For any developer, there are two common security keys; SSH keys and PGP keys. These are quick notes on the 2 to cut through the noise.

PGP

PGP is the standard, it has an RFC. Don't confuse it with GPG or GnuPG which is an implementation of PGP. GnuPG commands will be used a lot below.

The easiest way to generate a key is:

export IDENTITY_EMAIL=user@example.com
export ENC_TYPE=ed25519  # rsa4096 is okay
export LENGTH=2y  # good default, change to suit your security needs
export USAGE=sign # maybe can change this (like to have the encryption key be the same, but sign is the default

# this will prompt for an optional passphrase, it can be left blank.
gpg --yes --quick-generate-key $IDENTITY_EMAIL $ENC_TYPE $USAGE $LENGTH

# only works with a brand new keystore, otherwise the tail/head lines will be off.
export FINGERPRINT=$(gpg -k | tail -3 | head -1 | xargs echo)
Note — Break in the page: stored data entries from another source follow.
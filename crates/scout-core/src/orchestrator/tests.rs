//! Orchestrator scenario tests
//!
//! Planner and handlers are stubbed: the kernel's contract is the same
//! whether the collaborators reason or replay fixtures.

use crate::error::{Error, Result};
use crate::event_bus::{EventBus, OrchestratorEvent};
use crate::handlers::IntentHandler;
use crate::plan::RawPlanStep;
use crate::planner::QueryPlanner;
use crate::registry::IntentRegistry;
use std::sync::{Arc, Mutex};
use std::time::Duration;
use tokio_util::sync::CancellationToken;

use super::{OrchestrationStatus, Orchestrator, OrchestratorConfig};

// ── Stub collaborators ───────────────────────────────────────────

struct StubPlanner {
    steps: Vec<RawPlanStep>,
}

#[async_trait::async_trait]
impl QueryPlanner for StubPlanner {
    async fn plan(
        &self,
        _question: &str,
        _capability_descriptions: &str,
    ) -> Result<Vec<RawPlanStep>> {
        Ok(self.steps.clone())
    }
}

struct FailingPlanner;

#[async_trait::async_trait]
impl QueryPlanner for FailingPlanner {
    async fn plan(
        &self,
        _question: &str,
        _capability_descriptions: &str,
    ) -> Result<Vec<RawPlanStep>> {
        Err(Error::Reasoning(scout_llm::Error::Network(
            "backend unreachable".to_string(),
        )))
    }
}

struct SleepyPlanner;

#[async_trait::async_trait]
impl QueryPlanner for SleepyPlanner {
    async fn plan(
        &self,
        _question: &str,
        _capability_descriptions: &str,
    ) -> Result<Vec<RawPlanStep>> {
        tokio::time::sleep(Duration::from_secs(30)).await;
        Ok(Vec::new())
    }
}

struct FixedHandler {
    name: &'static str,
    answer: String,
}

#[async_trait::async_trait]
impl IntentHandler for FixedHandler {
    fn name(&self) -> &str {
        self.name
    }

    fn description(&self) -> &str {
        "stub"
    }

    async fn answer(&self, _subquery: &str, _context: &str) -> Result<String> {
        Ok(self.answer.clone())
    }
}

struct RecordingHandler {
    name: &'static str,
    answer: String,
    contexts: Arc<Mutex<Vec<String>>>,
}

#[async_trait::async_trait]
impl IntentHandler for RecordingHandler {
    fn name(&self) -> &str {
        self.name
    }

    fn description(&self) -> &str {
        "stub"
    }

    async fn answer(&self, _subquery: &str, context: &str) -> Result<String> {
        self.contexts.lock().unwrap().push(context.to_string());
        Ok(self.answer.clone())
    }
}

struct FailingHandler {
    name: &'static str,
}

#[async_trait::async_trait]
impl IntentHandler for FailingHandler {
    fn name(&self) -> &str {
        self.name
    }

    fn description(&self) -> &str {
        "stub"
    }

    async fn answer(&self, _subquery: &str, _context: &str) -> Result<String> {
        Err(Error::Handler("data source unreachable".to_string()))
    }
}

struct SleepyHandler {
    name: &'static str,
}

#[async_trait::async_trait]
impl IntentHandler for SleepyHandler {
    fn name(&self) -> &str {
        self.name
    }

    fn description(&self) -> &str {
        "stub"
    }

    async fn answer(&self, _subquery: &str, _context: &str) -> Result<String> {
        tokio::time::sleep(Duration::from_secs(30)).await;
        Ok("too late".to_string())
    }
}

/// Cancels the shared token from inside its own step, then answers.
struct CancellingHandler {
    name: &'static str,
    token: CancellationToken,
}

#[async_trait::async_trait]
impl IntentHandler for CancellingHandler {
    fn name(&self) -> &str {
        self.name
    }

    fn description(&self) -> &str {
        "stub"
    }

    async fn answer(&self, _subquery: &str, _context: &str) -> Result<String> {
        self.token.cancel();
        Ok("answered before cancel took effect".to_string())
    }
}

fn registry_of(handlers: Vec<Arc<dyn IntentHandler>>) -> Arc<IntentRegistry> {
    let mut registry = IntentRegistry::new("search");
    for handler in handlers {
        registry.register(handler);
    }
    Arc::new(registry)
}

fn orchestrator_with(
    raw_steps: Vec<RawPlanStep>,
    registry: Arc<IntentRegistry>,
) -> Orchestrator {
    Orchestrator::new(
        Arc::new(StubPlanner { steps: raw_steps }),
        registry,
        OrchestratorConfig::default(),
    )
}
//! Plan data model and the validator/repair pass
//!
//! The planner is an unreliable external collaborator: its output may be
//! empty, name intents that do not exist, or leave subqueries blank.
//! Validation repairs every defect instead of rejecting, so the system is
//! always able to answer. Each repair is reported so operators can observe
//! what the planner got wrong.

use crate::registry::IntentRegistry;
use serde::{Deserialize, Serialize};
use std::fmt;
use tracing::warn;

/// A raw, untrusted plan step as produced by the planner
#[derive(Debug, Clone, Default, Deserialize)]
pub struct RawPlanStep {
    /// Focused question for this step, if the planner provided one
    #[serde(default)]
    pub subquery: Option<String>,
    /// Intent name, if the planner provided one
    #[serde(default)]
    pub intent: Option<String>,
}

impl RawPlanStep {
    /// Create a raw step with both fields present
    #[must_use]
    pub fn new(subquery: impl Into<String>, intent: impl Into<String>) -> Self {
        Self {
            subquery: Some(subquery.into()),
            intent: Some(intent.into()),
        }
    }
}

/// A validated plan step
///
/// Immutable after validation: the subquery is non-empty and the intent
/// resolves in the registry the plan was validated against.
#[derive(Debug, Clone, PartialEq, Eq, Serialize)]
pub struct PlanStep {
    /// Focused question for this step
    pub subquery: String,
    /// Intent name routing the step to a handler
    pub intent: String,
}

impl fmt::Display for PlanStep {
    fn fmt(&self, f: &mut fmt::Formatter<'_>) -> fmt::Result {
        write!(f, "[{}] {}", self.intent, self.subquery)
    }
}

/// An ordered, validated execution plan
///
/// Insertion order is execution order. Guaranteed non-empty; only
/// [`validate_plan`] constructs one.
#[derive(Debug, Clone, Serialize)]
pub struct ExecutionPlan {
    steps: Vec<PlanStep>,
}

impl ExecutionPlan {
    /// The steps, in execution order
    #[must_use]
    pub fn steps(&self) -> &[PlanStep] {
        &self.steps
    }

    /// Number of steps (always at least one)
    #[must_use]
    pub fn len(&self) -> usize {
        self.steps.len()
    }

    /// Whether the plan is empty (never true for a validated plan)
    #[must_use]
    pub fn is_empty(&self) -> bool {
        self.steps.is_empty()
    }
}

/// A repair applied while validating a raw plan
#[derive(Debug, Clone, PartialEq, Eq, Serialize)]
#[serde(tag = "kind", rename_all = "snake_case")]
pub enum PlanRepair {
    /// The planner named an intent the registry does not know
    UnknownIntent {
        /// Index of the repaired step
        step_index: usize,
        /// The intent the planner asked for
        requested: String,
        /// The default intent substituted for it
        fallback: String,
    },
    /// The planner omitted the intent entirely
    MissingIntent {
        /// Index of the repaired step
        step_index: usize,
        /// The default intent substituted
        fallback: String,
    },
    /// The planner left the subquery blank; the original question was used
    BlankSubquery {
        /// Index of the repaired step
        step_index: usize,
    },
    /// The raw plan was empty; a single fallback step was produced
    EmptyPlan,
}

impl fmt::Display for PlanRepair {
    fn fmt(&self, f: &mut fmt::Formatter<'_>) -> fmt::Result {
        match self {
            Self::UnknownIntent {
                step_index,
                requested,
                fallback,
            } => write!(
                f,
                "step {}: unknown intent '{}', defaulting to '{}'",
                step_index, requested, fallback
            ),
            Self::MissingIntent {
                step_index,
                fallback,
            } => write!(
                f,
                "step {}: missing intent, defaulting to '{}'",
                step_index, fallback
            ),
            Self::BlankSubquery { step_index } => write!(
                f,
                "step {}: blank subquery, using the original question",
                step_index
            ),
            Self::EmptyPlan => write!(f, "empty plan, using single fallback step"),
        }
    }
}

/// Validate and repair a raw plan
///
/// Never fails. The returned plan is non-empty and every step's intent is a
/// key of `registry`; applied repairs are returned alongside it. Intent
/// names are normalized (trimmed, lowercased) before the registry check.
#[must_use]
pub fn validate_plan(
    raw: &[RawPlanStep],
    registry: &IntentRegistry,
    question: &str,
) -> (ExecutionPlan, Vec<PlanRepair>) {
    let default_intent = registry.default_intent();
    let mut steps = Vec::with_capacity(raw.len());
    let mut repairs = Vec::new();

    for (step_index, raw_step) in raw.iter().enumerate() {
        let normalized = raw_step
            .intent
            .as_deref()
            .map(|i| i.trim().to_lowercase())
            .filter(|i| !i.is_empty());

        let intent = match normalized {
            Some(intent) if registry.has(&intent) => intent,
            Some(requested) => {
                let repair = PlanRepair::UnknownIntent {
                    step_index,
                    requested,
                    fallback: default_intent.to_string(),
                };
                warn!(%repair, "Repairing plan step");
                repairs.push(repair);
                default_intent.to_string()
            }
            None => {
                let repair = PlanRepair::MissingIntent {
                    step_index,
                    fallback: default_intent.to_string(),
                };
                warn!(%repair, "Repairing plan step");
                repairs.push(repair);
                default_intent.to_string()
            }
        };

        let subquery = match raw_step.subquery.as_deref().map(str::trim) {
            Some(s) if !s.is_empty() => s.to_string(),
            _ => {
                let repair = PlanRepair::BlankSubquery { step_index };
                warn!(%repair, "Repairing plan step");
                repairs.push(repair);
                question.to_string()
            }
        };

        steps.push(PlanStep { subquery, intent });
    }

    if steps.is_empty() {
        warn!("Planner returned an empty plan, using fallback step");
        repairs.push(PlanRepair::EmptyPlan);
        steps.push(PlanStep {
            subquery: question.to_string(),
            intent: default_intent.to_string(),
        });
    }

    (ExecutionPlan { steps }, repairs)
}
# creates an encryption sub key
gpg --yes --quick-add-key $FINGERPRINT $ENC_TYPE

# export the public key to a shareable format.
# if you need to export the private key, change `--export` to `--export-secret-keys`
gpg --export --export-options backup --armor --output ~/$IDENTITY_EMAIL.public.key $FINGERPRINT

After running these commands, the raw key data will be in ~/.gnupg, but this can be changed.

# individual command
gpg --homedir /somewhere/else/.gnupg

# all commands
export GNUPGHOME=/somewhere/else/.gnupg

Testing PGP Functions

# encrypt
echo "test message string" | gpg --encrypt --armor --recipient $FINGERPRINT -o encrypted.txt

# decrypt, the yubikey must be inserted, you'll need to enter the PIN.
gpg --decrypt --armor encrypted.txt

# sign, you need yubikey and PIN.
echo "test message string" | gpg --armor --clearsign > signed.txt

# verify
gpg --verify signed.txt

SSH

SSH keys are separate and typically used for connecting to other servers to issue commands or copy files.

export IDENTITY_EMAIL=user@example.com
export ENC_TYPE=ed25519

ssh-keygen -t $ENC_TYPE -f ~/.ssh/${IDENTITY_EMAIL}_id_ed25519 -C $IDENTITY_EMAIL

# or RSA for older servers
ssh-keygen -t rsa -b 4096 -f $KEY_NAME -C $KEY_NAME

Alternatives?

There is some agreement in communities that PGP has footguns and can be painful to deal with. But it is still the industry standard. A viable alternative doesn't exist, yet.

However, progress is being made in areas. Modern encryption solutions like age are gaining popularity and may become viable one day. It seems to fit most use cases I come across where I need to reach for PGP. But as the age author has pointed out, it doesn't do everything (only fair to say, it was never the author's intent for age to do everything).